Guys....guys....wow! I go off for the day and come back and all hell has broken loose! Hopefully things have cooled down.

I can't imagine what it is like to be in either Vic-Luc's or Vlinden's shoes, to loose a loved one to Landmark. All I know is what it is like to be the loved one that was lost to Landmark. To come back and find out how much people we're worried about me because I wasn't acting right. People that I loved and cared about that we're either afraid to say something to me or were at a loss for words.

The person I feel the sadest for at this point is my ex/girl friend. She met me after I had been in Landmark for a while. She saw changes and prompted me to think and get out. But sadly she never knew the Zorro before Landmark. The happy go lucky guy that liked to have fun, party, and work hard. Now that I'm regaining my original self and growing based on my recovery efforts and unfortunate experience, I think she is confused and scared. We're like a Soap Opera or Mexican Novela.

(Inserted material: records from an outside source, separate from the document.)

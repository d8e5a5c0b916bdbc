use victoweb_core::db::open_db_in_memory;
use victoweb_core::model::account::{AdminRole, NewAccount};
use victoweb_core::repo::account_repo::{AccountRepository, SqliteAccountRepository};
use victoweb_core::service::account_service::AccountService;
use victoweb_core::service::admin_seed::{
    create_admin_batch, seed_named_admins, AdminBatchOptions, NamedAdminOptions, SeedError,
    PROVIDED_PASSWORD_LABEL,
};

#[test]
fn batch_creates_padded_staff_superusers_and_skips_existing() {
    let conn = open_db_in_memory().unwrap();
    let repo = SqliteAccountRepository::new(&conn);
    repo.create_account(&NewAccount {
        username: "ops02".to_string(),
        password_hash: "unused".to_string(),
        ..NewAccount::default()
    })
    .unwrap();

    let report = create_admin_batch(
        &repo,
        &AdminBatchOptions {
            count: 3,
            prefix: " ops ".to_string(),
            domain: "example.org".to_string(),
            ..AdminBatchOptions::default()
        },
    )
    .unwrap();

    let created: Vec<&str> = report
        .created
        .iter()
        .map(|entry| entry.username.as_str())
        .collect();
    assert_eq!(created, vec!["ops01", "ops03"]);
    assert_eq!(report.skipped, vec!["ops02"]);
    assert!(report
        .created
        .iter()
        .all(|entry| entry.password_display.chars().count() == 14));

    let account = repo.find_by_username("ops03").unwrap().unwrap();
    assert!(account.is_staff);
    assert!(account.is_superuser);
    assert_eq!(account.email, "ops03@example.org");
    assert_eq!(account.full_name, "Admin 03");

    let service = AccountService::new(SqliteAccountRepository::new(&conn));
    let password = &report.created[0].password_display;
    assert!(service.authenticate("ops01", password).is_ok());
}

#[test]
fn batch_padding_grows_with_count_and_dry_run_writes_nothing() {
    let conn = open_db_in_memory().unwrap();
    let repo = SqliteAccountRepository::new(&conn);

    let report = create_admin_batch(
        &repo,
        &AdminBatchOptions {
            count: 120,
            password: Some("shared-secret-77".to_string()),
            dry_run: true,
            ..AdminBatchOptions::default()
        },
    )
    .unwrap();
    assert!(report.dry_run);
    assert_eq!(report.created.len(), 120);
    assert_eq!(report.created[0].username, "admin001");
    assert_eq!(report.created[119].username, "admin120");
    assert_eq!(report.created[0].password_display, PROVIDED_PASSWORD_LABEL);
    assert!(repo.find_by_username("admin001").unwrap().is_none());
}

#[test]
fn batch_rejects_invalid_options() {
    let conn = open_db_in_memory().unwrap();
    let repo = SqliteAccountRepository::new(&conn);

    for (options, expected) in [
        (
            AdminBatchOptions {
                count: 0,
                ..AdminBatchOptions::default()
            },
            "count",
        ),
        (
            AdminBatchOptions {
                prefix: "  ".to_string(),
                ..AdminBatchOptions::default()
            },
            "prefix",
        ),
        (
            AdminBatchOptions {
                domain: String::new(),
                ..AdminBatchOptions::default()
            },
            "domain",
        ),
    ] {
        match create_admin_batch(&repo, &options) {
            Err(SeedError::InvalidOption { option, .. }) => assert_eq!(option, expected),
            other => panic!("unexpected result: {other:?}"),
        }
    }
}

#[test]
fn named_admins_are_created_then_refreshed() {
    let conn = open_db_in_memory().unwrap();
    let repo = SqliteAccountRepository::new(&conn);

    let first = seed_named_admins(&repo, &NamedAdminOptions::default()).unwrap();
    assert_eq!(first.created.len(), 12);
    assert_eq!(first.credentials.len(), 12);
    assert!(first
        .credentials
        .iter()
        .all(|entry| entry.password_display.chars().count() == 16));

    let president = repo.find_by_username("union_president").unwrap().unwrap();
    assert!(president.can_publish_tasks());
    let media = repo.find_by_username("media_admin_02").unwrap().unwrap();
    assert_eq!(media.admin_role, AdminRole::MediaAdmin);
    assert!(media.can_publish_media());
    let lead = repo.find_by_username("art_lead").unwrap().unwrap();
    assert_eq!(lead.full_name, "Art Committee Lead");
    assert_eq!(lead.email, "art_lead@vc29.local");

    let second = seed_named_admins(&repo, &NamedAdminOptions::default()).unwrap();
    assert!(second.created.is_empty());
    assert!(second.updated.is_empty());
    assert_eq!(second.skipped.len(), 12);

    let mut drifted = lead.clone();
    drifted.is_staff = false;
    drifted.full_name = "Someone".to_string();
    repo.update_account(&drifted).unwrap();

    let preview = seed_named_admins(
        &repo,
        &NamedAdminOptions {
            dry_run: true,
            ..NamedAdminOptions::default()
        },
    )
    .unwrap();
    assert_eq!(preview.updated, vec!["art_lead"]);
    assert!(!repo.find_by_username("art_lead").unwrap().unwrap().is_staff);

    let refreshed = seed_named_admins(
        &repo,
        &NamedAdminOptions {
            password: Some("rotated-secret-88".to_string()),
            ..NamedAdminOptions::default()
        },
    )
    .unwrap();
    assert_eq!(refreshed.updated.len(), 12);
    let lead = repo.find_by_username("art_lead").unwrap().unwrap();
    assert!(lead.is_staff);
    assert_eq!(lead.full_name, "Art Committee Lead");

    let service = AccountService::new(SqliteAccountRepository::new(&conn));
    assert!(service.authenticate("dev_admin", "rotated-secret-88").is_ok());
}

Hell, one could make a prime time Univision / Fox TV show about us. Call it "Zorro Mi Amor!" for Latin America or "From Texas with Love!" for the Anglo world.

What's clear here for sure is for all three of us is, when love and feelings are involved, sparks can and will fly. I feel both of your losses and god for bid (it's my curse) I can see where both of you all are coming from. I've often said that sometimes things get taken the wrong way on line, because people aren't face to face looking at one another. I saw this a lot on an old forum I belong to. But on it there were emoticons to help get the point across. Can Rick Ross put up emoticons?

I wish both of you peace and reconciliation for your losses.